- What is needed: Search the material and gather each line with "derive" in it.

^^^^^^^^

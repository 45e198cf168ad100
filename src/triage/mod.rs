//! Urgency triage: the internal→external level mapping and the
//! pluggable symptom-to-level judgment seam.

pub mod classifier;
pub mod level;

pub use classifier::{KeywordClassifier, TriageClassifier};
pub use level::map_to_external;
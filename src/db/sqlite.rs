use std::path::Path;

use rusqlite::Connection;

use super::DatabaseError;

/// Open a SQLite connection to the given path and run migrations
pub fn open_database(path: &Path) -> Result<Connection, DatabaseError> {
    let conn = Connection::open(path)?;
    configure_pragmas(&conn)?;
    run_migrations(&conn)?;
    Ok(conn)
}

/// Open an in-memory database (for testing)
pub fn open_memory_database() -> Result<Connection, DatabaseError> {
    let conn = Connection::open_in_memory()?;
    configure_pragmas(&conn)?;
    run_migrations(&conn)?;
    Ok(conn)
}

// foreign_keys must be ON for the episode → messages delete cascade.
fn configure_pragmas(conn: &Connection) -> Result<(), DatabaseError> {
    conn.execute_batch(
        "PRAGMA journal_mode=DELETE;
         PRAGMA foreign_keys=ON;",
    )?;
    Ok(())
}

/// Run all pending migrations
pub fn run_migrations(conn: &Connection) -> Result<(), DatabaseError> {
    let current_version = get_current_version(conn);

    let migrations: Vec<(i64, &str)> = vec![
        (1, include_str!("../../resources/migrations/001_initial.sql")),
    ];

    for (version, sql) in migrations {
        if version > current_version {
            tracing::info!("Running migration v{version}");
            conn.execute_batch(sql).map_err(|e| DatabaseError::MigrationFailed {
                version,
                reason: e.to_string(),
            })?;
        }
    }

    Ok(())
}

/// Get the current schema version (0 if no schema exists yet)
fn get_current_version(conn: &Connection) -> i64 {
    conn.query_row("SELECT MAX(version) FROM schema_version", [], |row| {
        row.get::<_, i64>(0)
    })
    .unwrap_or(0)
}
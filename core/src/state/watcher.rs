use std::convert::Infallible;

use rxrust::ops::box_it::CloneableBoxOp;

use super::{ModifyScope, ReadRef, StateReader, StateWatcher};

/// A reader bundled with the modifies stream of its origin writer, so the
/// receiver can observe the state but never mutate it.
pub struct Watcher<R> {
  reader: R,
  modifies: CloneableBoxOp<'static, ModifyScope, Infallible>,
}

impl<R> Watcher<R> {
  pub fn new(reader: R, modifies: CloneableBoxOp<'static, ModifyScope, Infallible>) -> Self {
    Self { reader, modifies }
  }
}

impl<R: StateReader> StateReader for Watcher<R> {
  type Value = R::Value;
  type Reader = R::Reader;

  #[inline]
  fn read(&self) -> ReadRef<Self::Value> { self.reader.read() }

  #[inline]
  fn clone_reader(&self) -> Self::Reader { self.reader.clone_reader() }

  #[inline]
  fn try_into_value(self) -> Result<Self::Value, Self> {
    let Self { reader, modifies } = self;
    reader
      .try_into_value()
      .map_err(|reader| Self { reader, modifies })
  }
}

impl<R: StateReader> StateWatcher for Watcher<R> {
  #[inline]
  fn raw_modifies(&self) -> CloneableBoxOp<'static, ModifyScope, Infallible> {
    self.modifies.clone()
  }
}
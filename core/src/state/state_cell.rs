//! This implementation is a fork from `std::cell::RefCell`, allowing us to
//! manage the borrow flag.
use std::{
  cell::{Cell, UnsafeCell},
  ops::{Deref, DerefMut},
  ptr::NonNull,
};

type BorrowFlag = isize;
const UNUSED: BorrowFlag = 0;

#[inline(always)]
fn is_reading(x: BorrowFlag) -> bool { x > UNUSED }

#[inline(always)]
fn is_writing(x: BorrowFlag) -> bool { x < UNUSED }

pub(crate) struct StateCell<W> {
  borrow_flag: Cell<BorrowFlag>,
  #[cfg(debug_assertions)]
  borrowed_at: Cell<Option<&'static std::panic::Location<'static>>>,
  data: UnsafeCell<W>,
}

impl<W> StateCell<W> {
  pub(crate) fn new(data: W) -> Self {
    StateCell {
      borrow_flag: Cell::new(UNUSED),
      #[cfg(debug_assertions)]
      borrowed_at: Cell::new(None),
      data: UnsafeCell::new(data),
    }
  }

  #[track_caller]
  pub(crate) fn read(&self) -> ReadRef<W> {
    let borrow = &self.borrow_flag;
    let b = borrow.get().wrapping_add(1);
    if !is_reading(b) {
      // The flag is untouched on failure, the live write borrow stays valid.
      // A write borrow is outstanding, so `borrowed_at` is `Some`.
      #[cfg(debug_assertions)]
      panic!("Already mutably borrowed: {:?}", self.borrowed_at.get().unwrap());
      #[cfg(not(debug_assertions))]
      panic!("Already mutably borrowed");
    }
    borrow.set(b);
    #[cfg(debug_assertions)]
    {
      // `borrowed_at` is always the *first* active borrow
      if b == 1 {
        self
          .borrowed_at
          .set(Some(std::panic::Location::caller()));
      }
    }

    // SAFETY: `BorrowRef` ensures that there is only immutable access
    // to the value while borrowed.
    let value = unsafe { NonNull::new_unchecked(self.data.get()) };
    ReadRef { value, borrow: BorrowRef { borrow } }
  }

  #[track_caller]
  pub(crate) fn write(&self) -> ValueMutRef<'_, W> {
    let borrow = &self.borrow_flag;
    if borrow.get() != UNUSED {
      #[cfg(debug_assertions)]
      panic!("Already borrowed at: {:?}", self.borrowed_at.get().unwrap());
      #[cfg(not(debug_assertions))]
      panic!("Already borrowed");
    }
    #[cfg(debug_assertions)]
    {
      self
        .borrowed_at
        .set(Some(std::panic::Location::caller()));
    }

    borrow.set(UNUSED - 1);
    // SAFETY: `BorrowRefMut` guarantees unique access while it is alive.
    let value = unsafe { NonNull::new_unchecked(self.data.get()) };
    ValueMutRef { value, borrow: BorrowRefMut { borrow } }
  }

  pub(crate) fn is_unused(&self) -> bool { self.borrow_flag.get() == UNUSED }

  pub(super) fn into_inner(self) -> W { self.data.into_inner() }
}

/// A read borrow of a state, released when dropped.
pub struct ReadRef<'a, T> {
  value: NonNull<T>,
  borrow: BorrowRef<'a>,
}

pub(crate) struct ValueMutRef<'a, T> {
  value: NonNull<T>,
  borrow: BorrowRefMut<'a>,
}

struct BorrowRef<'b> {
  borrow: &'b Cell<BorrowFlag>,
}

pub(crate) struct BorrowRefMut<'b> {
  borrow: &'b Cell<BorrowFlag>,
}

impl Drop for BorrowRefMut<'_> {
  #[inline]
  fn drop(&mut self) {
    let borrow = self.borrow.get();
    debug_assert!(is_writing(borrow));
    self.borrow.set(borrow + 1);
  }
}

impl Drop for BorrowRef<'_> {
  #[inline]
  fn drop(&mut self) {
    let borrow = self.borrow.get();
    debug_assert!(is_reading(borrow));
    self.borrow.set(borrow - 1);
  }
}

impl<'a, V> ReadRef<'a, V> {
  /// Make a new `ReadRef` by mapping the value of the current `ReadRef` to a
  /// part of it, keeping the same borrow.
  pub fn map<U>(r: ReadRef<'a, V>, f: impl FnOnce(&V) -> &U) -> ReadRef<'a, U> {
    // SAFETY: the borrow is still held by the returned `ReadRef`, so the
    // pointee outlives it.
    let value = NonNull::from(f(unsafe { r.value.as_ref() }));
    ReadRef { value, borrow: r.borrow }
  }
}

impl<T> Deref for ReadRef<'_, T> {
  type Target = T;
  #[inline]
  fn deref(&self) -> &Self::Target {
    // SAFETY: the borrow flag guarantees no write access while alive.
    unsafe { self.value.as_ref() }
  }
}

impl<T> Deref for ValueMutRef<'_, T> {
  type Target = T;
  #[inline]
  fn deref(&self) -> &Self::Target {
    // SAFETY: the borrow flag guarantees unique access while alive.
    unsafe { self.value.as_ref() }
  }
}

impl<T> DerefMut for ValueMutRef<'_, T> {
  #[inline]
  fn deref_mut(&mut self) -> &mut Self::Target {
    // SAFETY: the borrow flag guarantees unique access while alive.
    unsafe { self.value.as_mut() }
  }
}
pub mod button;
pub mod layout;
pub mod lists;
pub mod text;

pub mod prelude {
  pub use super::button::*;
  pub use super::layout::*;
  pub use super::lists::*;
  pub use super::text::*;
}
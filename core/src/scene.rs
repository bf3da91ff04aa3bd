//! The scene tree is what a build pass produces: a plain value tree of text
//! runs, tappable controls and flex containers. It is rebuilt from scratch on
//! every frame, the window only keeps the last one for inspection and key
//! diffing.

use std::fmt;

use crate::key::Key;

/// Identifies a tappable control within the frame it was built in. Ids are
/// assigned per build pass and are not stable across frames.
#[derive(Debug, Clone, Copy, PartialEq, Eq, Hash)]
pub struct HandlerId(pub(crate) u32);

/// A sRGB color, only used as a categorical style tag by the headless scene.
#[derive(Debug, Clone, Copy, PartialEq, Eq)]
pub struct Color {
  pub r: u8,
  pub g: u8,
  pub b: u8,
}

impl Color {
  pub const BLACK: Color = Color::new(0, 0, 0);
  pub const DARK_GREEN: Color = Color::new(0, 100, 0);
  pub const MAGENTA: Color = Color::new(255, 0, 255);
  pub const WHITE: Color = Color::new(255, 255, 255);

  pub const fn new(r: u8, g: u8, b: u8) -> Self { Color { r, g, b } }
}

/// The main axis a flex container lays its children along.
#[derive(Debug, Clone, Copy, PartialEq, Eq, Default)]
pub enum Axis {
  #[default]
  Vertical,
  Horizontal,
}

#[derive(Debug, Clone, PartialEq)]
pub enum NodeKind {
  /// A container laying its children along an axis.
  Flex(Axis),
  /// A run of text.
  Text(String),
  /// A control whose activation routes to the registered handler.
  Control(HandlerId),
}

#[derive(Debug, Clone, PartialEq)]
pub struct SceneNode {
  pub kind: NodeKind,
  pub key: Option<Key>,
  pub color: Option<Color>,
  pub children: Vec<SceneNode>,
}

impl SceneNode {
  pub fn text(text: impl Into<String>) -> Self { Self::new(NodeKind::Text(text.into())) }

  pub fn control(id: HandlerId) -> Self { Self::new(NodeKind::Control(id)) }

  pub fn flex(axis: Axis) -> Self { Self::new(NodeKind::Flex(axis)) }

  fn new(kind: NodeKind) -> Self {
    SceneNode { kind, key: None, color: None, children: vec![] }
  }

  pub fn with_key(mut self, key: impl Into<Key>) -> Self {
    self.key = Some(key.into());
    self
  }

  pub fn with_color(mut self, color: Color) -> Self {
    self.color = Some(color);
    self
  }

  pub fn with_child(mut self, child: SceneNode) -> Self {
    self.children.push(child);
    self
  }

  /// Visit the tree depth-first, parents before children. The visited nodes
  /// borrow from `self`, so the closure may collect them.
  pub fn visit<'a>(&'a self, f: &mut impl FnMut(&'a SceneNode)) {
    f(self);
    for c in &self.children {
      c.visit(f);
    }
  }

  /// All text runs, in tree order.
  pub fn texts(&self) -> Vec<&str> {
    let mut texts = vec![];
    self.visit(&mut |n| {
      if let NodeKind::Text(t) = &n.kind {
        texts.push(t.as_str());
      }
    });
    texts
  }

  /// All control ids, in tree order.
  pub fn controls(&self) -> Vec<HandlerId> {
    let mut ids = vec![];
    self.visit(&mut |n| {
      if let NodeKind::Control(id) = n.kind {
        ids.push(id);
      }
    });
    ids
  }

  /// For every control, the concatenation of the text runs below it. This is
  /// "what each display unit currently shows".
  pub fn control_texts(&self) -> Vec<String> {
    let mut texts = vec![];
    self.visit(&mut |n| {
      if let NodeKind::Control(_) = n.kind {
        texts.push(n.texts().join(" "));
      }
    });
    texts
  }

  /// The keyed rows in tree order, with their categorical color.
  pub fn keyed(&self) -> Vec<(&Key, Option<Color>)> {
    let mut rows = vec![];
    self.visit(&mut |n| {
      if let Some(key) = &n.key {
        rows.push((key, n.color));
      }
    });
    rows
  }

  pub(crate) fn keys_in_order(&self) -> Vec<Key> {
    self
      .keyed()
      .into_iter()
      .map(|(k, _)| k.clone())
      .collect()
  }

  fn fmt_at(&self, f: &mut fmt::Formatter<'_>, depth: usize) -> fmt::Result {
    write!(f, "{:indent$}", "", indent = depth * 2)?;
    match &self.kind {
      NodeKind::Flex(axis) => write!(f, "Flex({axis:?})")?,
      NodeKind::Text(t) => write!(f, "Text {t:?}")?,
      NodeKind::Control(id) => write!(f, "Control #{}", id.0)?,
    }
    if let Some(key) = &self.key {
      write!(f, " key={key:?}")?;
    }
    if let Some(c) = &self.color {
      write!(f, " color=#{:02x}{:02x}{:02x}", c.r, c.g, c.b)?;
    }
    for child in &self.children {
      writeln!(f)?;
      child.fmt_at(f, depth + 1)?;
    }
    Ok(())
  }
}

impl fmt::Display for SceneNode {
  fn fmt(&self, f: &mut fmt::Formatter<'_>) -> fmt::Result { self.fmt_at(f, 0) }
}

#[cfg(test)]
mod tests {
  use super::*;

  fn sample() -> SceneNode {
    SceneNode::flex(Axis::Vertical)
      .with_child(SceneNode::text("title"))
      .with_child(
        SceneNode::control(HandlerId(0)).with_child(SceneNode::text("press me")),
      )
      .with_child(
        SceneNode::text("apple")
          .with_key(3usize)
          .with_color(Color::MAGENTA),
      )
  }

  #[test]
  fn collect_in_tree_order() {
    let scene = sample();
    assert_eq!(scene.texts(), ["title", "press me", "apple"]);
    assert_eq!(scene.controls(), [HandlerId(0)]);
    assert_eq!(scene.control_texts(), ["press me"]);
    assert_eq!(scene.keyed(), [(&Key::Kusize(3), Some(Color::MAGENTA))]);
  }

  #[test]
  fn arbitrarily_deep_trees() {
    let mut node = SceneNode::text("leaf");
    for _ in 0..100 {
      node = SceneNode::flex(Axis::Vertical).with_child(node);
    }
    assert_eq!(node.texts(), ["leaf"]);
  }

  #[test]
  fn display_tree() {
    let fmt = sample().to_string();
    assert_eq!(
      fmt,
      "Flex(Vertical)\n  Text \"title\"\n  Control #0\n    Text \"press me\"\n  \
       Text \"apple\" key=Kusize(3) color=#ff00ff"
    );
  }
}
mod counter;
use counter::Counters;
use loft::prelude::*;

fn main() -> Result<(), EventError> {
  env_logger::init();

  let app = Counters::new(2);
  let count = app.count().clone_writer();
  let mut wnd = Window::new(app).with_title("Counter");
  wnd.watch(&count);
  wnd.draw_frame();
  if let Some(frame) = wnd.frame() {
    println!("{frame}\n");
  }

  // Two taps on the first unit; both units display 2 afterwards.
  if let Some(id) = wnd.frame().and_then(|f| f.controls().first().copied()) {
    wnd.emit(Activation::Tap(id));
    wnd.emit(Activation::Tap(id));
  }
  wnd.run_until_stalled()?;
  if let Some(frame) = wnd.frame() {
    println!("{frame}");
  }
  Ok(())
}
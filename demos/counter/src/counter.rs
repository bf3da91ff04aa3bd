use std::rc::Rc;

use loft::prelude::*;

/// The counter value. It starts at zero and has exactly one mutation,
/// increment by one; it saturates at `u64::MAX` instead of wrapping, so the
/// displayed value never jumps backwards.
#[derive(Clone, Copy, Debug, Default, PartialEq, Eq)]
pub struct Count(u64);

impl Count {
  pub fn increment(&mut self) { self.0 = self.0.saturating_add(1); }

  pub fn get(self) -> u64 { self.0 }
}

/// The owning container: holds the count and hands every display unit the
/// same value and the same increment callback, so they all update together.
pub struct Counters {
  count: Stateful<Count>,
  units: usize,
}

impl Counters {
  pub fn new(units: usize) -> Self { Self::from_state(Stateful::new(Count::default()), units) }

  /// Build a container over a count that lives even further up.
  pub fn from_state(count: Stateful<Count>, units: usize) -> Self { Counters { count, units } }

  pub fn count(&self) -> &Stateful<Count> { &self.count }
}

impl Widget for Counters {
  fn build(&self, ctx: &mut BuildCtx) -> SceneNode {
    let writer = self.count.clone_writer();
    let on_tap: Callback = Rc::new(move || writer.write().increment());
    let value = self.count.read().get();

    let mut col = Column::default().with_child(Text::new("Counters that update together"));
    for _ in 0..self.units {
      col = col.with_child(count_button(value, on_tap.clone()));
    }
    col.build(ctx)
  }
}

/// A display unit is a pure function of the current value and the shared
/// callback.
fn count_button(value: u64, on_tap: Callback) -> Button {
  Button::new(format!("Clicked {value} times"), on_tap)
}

^^^^^^^^

- Output:
#[derive(Debug, Clone, Copy, PartialEq, Eq, Hash)]
#[derive(Debug, Clone, Copy, PartialEq, Eq)]
#[derive(Debug, Clone, Copy, PartialEq, Eq, Default)]
#[derive(Debug, Clone, PartialEq)]
#[derive(Debug, Clone, PartialEq)]
#[derive(Clone, Copy, Debug, Default, PartialEq, Eq)]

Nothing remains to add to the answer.